**TASK STATEMENT**
Retype all of the lines below with no changes.
▬▬▬▬▬▬
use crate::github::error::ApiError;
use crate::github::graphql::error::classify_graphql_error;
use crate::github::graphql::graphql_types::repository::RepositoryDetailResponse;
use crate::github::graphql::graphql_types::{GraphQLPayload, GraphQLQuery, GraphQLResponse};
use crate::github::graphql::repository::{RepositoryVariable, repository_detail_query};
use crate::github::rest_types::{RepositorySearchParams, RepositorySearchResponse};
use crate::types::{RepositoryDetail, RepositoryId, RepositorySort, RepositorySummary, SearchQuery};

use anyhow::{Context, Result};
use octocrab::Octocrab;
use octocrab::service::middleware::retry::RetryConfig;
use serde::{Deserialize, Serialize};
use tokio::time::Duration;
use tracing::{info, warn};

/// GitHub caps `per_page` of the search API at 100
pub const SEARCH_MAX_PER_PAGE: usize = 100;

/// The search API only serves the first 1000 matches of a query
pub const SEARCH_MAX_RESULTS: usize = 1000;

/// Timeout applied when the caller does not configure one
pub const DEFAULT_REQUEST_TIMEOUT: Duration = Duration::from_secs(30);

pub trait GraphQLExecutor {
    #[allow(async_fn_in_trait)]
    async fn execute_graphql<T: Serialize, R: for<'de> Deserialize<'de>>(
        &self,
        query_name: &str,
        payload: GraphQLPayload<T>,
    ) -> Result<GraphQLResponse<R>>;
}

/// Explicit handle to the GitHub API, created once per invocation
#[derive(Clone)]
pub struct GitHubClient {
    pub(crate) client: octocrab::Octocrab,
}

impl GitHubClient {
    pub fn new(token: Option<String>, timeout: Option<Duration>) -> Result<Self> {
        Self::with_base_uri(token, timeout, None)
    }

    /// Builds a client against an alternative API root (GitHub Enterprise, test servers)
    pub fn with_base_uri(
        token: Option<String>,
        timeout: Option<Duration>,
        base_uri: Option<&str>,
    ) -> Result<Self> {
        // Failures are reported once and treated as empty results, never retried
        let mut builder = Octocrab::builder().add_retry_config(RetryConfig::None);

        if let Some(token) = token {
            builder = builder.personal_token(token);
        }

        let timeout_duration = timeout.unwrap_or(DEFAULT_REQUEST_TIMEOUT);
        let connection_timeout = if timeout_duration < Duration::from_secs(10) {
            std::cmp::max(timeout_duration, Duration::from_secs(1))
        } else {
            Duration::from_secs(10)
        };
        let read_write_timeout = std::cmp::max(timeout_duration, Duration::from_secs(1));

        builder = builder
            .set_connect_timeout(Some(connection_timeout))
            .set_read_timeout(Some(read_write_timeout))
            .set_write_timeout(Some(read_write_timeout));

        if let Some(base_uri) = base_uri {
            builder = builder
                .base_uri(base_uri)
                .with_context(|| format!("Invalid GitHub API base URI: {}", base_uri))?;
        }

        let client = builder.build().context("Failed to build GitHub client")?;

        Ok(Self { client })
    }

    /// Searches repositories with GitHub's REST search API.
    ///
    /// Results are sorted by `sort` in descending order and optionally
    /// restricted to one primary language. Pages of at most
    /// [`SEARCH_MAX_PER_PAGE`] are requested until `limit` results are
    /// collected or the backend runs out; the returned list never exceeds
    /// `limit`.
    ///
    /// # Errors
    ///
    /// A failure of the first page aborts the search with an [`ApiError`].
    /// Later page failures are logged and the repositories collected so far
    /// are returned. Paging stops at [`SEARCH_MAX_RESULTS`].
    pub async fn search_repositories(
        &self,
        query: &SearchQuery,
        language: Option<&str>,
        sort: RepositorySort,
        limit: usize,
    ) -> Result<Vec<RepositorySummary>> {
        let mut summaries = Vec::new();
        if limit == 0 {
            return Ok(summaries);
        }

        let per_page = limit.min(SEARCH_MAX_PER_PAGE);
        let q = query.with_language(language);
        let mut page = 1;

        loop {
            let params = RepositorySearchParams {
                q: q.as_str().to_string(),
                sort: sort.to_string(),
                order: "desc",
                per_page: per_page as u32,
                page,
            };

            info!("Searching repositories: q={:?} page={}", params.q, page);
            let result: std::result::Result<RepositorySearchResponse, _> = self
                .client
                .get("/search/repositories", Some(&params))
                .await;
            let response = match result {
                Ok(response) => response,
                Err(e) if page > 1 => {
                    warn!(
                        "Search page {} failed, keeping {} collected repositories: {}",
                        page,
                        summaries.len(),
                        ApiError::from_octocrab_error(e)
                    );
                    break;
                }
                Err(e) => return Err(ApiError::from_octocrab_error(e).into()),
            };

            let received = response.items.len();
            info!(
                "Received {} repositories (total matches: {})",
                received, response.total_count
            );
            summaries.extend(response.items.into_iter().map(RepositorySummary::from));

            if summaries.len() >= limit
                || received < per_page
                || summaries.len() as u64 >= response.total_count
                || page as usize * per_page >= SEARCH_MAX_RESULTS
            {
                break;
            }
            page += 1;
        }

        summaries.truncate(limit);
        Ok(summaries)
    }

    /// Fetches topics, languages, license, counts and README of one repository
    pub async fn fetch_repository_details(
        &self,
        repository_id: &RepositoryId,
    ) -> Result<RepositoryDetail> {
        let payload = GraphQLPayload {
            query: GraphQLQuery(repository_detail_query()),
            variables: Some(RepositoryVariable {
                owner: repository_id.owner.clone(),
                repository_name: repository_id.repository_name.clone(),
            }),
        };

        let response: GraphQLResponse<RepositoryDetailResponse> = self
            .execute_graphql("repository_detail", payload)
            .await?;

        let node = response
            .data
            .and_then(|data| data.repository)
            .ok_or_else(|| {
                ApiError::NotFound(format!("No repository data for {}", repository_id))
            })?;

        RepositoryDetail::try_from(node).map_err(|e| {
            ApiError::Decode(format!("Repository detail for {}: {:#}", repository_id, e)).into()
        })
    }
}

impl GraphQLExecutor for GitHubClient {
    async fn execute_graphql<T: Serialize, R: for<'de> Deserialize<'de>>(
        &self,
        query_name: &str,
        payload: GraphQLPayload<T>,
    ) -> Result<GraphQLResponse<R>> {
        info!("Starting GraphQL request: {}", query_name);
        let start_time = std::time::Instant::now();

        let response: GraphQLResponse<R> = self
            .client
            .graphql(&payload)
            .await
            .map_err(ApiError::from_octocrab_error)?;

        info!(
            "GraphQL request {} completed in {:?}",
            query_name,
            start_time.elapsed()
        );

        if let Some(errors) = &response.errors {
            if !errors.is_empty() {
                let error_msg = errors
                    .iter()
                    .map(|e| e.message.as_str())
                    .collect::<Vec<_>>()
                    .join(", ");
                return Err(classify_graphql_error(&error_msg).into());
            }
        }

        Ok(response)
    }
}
▬▬▬▬▬▬
**TASK ANSWER**
use crate::github::error::ApiError;
use crate::github::graphql::error::classify_graphql_error;
use crate::github::graphql::graphql_types::repository::RepositoryDetailResponse;
use crate::github::graphql::graphql_types::{GraphQLPayload, GraphQLQuery, GraphQLResponse};
use crate::github::graphql::repository::{RepositoryVariable, repository_detail_query};
use crate::github::rest_types::{RepositorySearchParams, RepositorySearchResponse};
use crate::types::{RepositoryDetail, RepositoryId, RepositorySort, RepositorySummary, SearchQuery};

use anyhow::{Context, Result};
use octocrab::Octocrab;
use octocrab::service::middleware::retry::RetryConfig;
use serde::{Deserialize, Serialize};
use tokio::time::Duration;
use tracing::{info, warn};

/// GitHub caps `per_page` of the search API at 100
pub const SEARCH_MAX_PER_PAGE: usize = 100;

/// The search API only serves the first 1000 matches of a query
pub const SEARCH_MAX_RESULTS: usize = 1000;

/// Timeout applied when the caller does not configure one
pub const DEFAULT_REQUEST_TIMEOUT: Duration = Duration::from_secs(30);

pub trait GraphQLExecutor {
    #[allow(async_fn_in_trait)]
    async fn execute_graphql<T: Serialize, R: for<'de> Deserialize<'de>>(
        &self,
        query_name: &str,
        payload: GraphQLPayload<T>,
    ) -> Result<GraphQLResponse<R>>;
}

/// Explicit handle to the GitHub API, created once per invocation
#[derive(Clone)]
pub struct GitHubClient {
    pub(crate) client: octocrab::Octocrab,
}

impl GitHubClient {
    pub fn new(token: Option<String>, timeout: Option<Duration>) -> Result<Self> {
        Self::with_base_uri(token, timeout, None)
    }

    /// Builds a client against an alternative API root (GitHub Enterprise, test servers)
    pub fn with_base_uri(
        token: Option<String>,
        timeout: Option<Duration>,
        base_uri: Option<&str>,
    ) -> Result<Self> {
        // Failures are reported once and treated as empty results, never retried
        let mut builder = Octocrab::builder().add_retry_config(RetryConfig::None);

        if let Some(token) = token {
            builder = builder.personal_token(token);
        }

        let timeout_duration = timeout.unwrap_or(DEFAULT_REQUEST_TIMEOUT);
        let connection_timeout = if timeout_duration < Duration::from_secs(10) {
            std::cmp::max(timeout_duration, Duration::from_secs(1))
        } else {
            Duration::from_secs(10)
        };
        let read_write_timeout = std::cmp::max(timeout_duration, Duration::from_secs(1));

        builder = builder
            .set_connect_timeout(Some(connection_timeout))
            .set_read_timeout(Some(read_write_timeout))
            .set_write_timeout(Some(read_write_timeout));

        if let Some(base_uri) = base_uri {
            builder = builder
                .base_uri(base_uri)
                .with_context(|| format!("Invalid GitHub API base URI: {}", base_uri))?;
        }

        let client = builder.build().context("Failed to build GitHub client")?;

        Ok(Self { client })
    }

    /// Searches repositories with GitHub's REST search API.
    ///
    /// Results are sorted by `sort` in descending order and optionally
    /// restricted to one primary language. Pages of at most
    /// [`SEARCH_MAX_PER_PAGE`] are requested until `limit` results are
    /// collected or the backend runs out; the returned list never exceeds
    /// `limit`.
    ///
    /// # Errors
    ///
    /// A failure of the first page aborts the search with an [`ApiError`].
    /// Later page failures are logged and the repositories collected so far
    /// are returned. Paging stops at [`SEARCH_MAX_RESULTS`].
    pub async fn search_repositories(
        &self,
        query: &SearchQuery,
        language: Option<&str>,
        sort: RepositorySort,
        limit: usize,
    ) -> Result<Vec<RepositorySummary>> {
        let mut summaries = Vec::new();
        if limit == 0 {
            return Ok(summaries);
        }

        let per_page = limit.min(SEARCH_MAX_PER_PAGE);
        let q = query.with_language(language);
        let mut page = 1;

        loop {
            let params = RepositorySearchParams {
                q: q.as_str().to_string(),
                sort: sort.to_string(),
                order: "desc",
                per_page: per_page as u32,
                page,
            };

            info!("Searching repositories: q={:?} page={}", params.q, page);
            let result: std::result::Result<RepositorySearchResponse, _> = self
                .client
                .get("/search/repositories", Some(&params))
                .await;
            let response = match result {
                Ok(response) => response,
                Err(e) if page > 1 => {
                    warn!(
                        "Search page {} failed, keeping {} collected repositories: {}",
                        page,
                        summaries.len(),
                        ApiError::from_octocrab_error(e)
                    );
                    break;
                }
                Err(e) => return Err(ApiError::from_octocrab_error(e).into()),
            };

            let received = response.items.len();
            info!(
                "Received {} repositories (total matches: {})",
                received, response.total_count
            );
            summaries.extend(response.items.into_iter().map(RepositorySummary::from));

            if summaries.len() >= limit
                || received < per_page
                || summaries.len() as u64 >= response.total_count
                || page as usize * per_page >= SEARCH_MAX_RESULTS
            {
                break;
            }
            page += 1;
        }

        summaries.truncate(limit);
        Ok(summaries)
    }

    /// Fetches topics, languages, license, counts and README of one repository
    pub async fn fetch_repository_details(
        &self,
        repository_id: &RepositoryId,
    ) -> Result<RepositoryDetail> {
        let payload = GraphQLPayload {
            query: GraphQLQuery(repository_detail_query()),
            variables: Some(RepositoryVariable {
                owner: repository_id.owner.clone(),
                repository_name: repository_id.repository_name.clone(),
            }),
        };

        let response: GraphQLResponse<RepositoryDetailResponse> = self
            .execute_graphql("repository_detail", payload)
            .await?;

        let node = response
            .data
            .and_then(|data| data.repository)
            .ok_or_else(|| {
                ApiError::NotFound(format!("No repository data for {}", repository_id))
            })?;

        RepositoryDetail::try_from(node).map_err(|e| {
            ApiError::Decode(format!("Repository detail for {}: {:#}", repository_id, e)).into()
        })
    }
}

impl GraphQLExecutor for GitHubClient {
    async fn execute_graphql<T: Serialize, R: for<'de> Deserialize<'de>>(
        &self,
        query_name: &str,
        payload: GraphQLPayload<T>,
    ) -> Result<GraphQLResponse<R>> {
        info!("Starting GraphQL request: {}", query_name);
        let start_time = std::time::Instant::now();

        let response: GraphQLResponse<R> = self
            .client
            .graphql(&payload)
            .await
            .map_err(ApiError::from_octocrab_error)?;

        info!(
            "GraphQL request {} completed in {:?}",
            query_name,
            start_time.elapsed()
        );

        if let Some(errors) = &response.errors {
            if !errors.is_empty() {
                let error_msg = errors
                    .iter()
                    .map(|e| e.message.as_str())
                    .collect::<Vec<_>>()
                    .join(", ");
                return Err(classify_graphql_error(&error_msg).into());
            }
        }

        Ok(response)
    }
}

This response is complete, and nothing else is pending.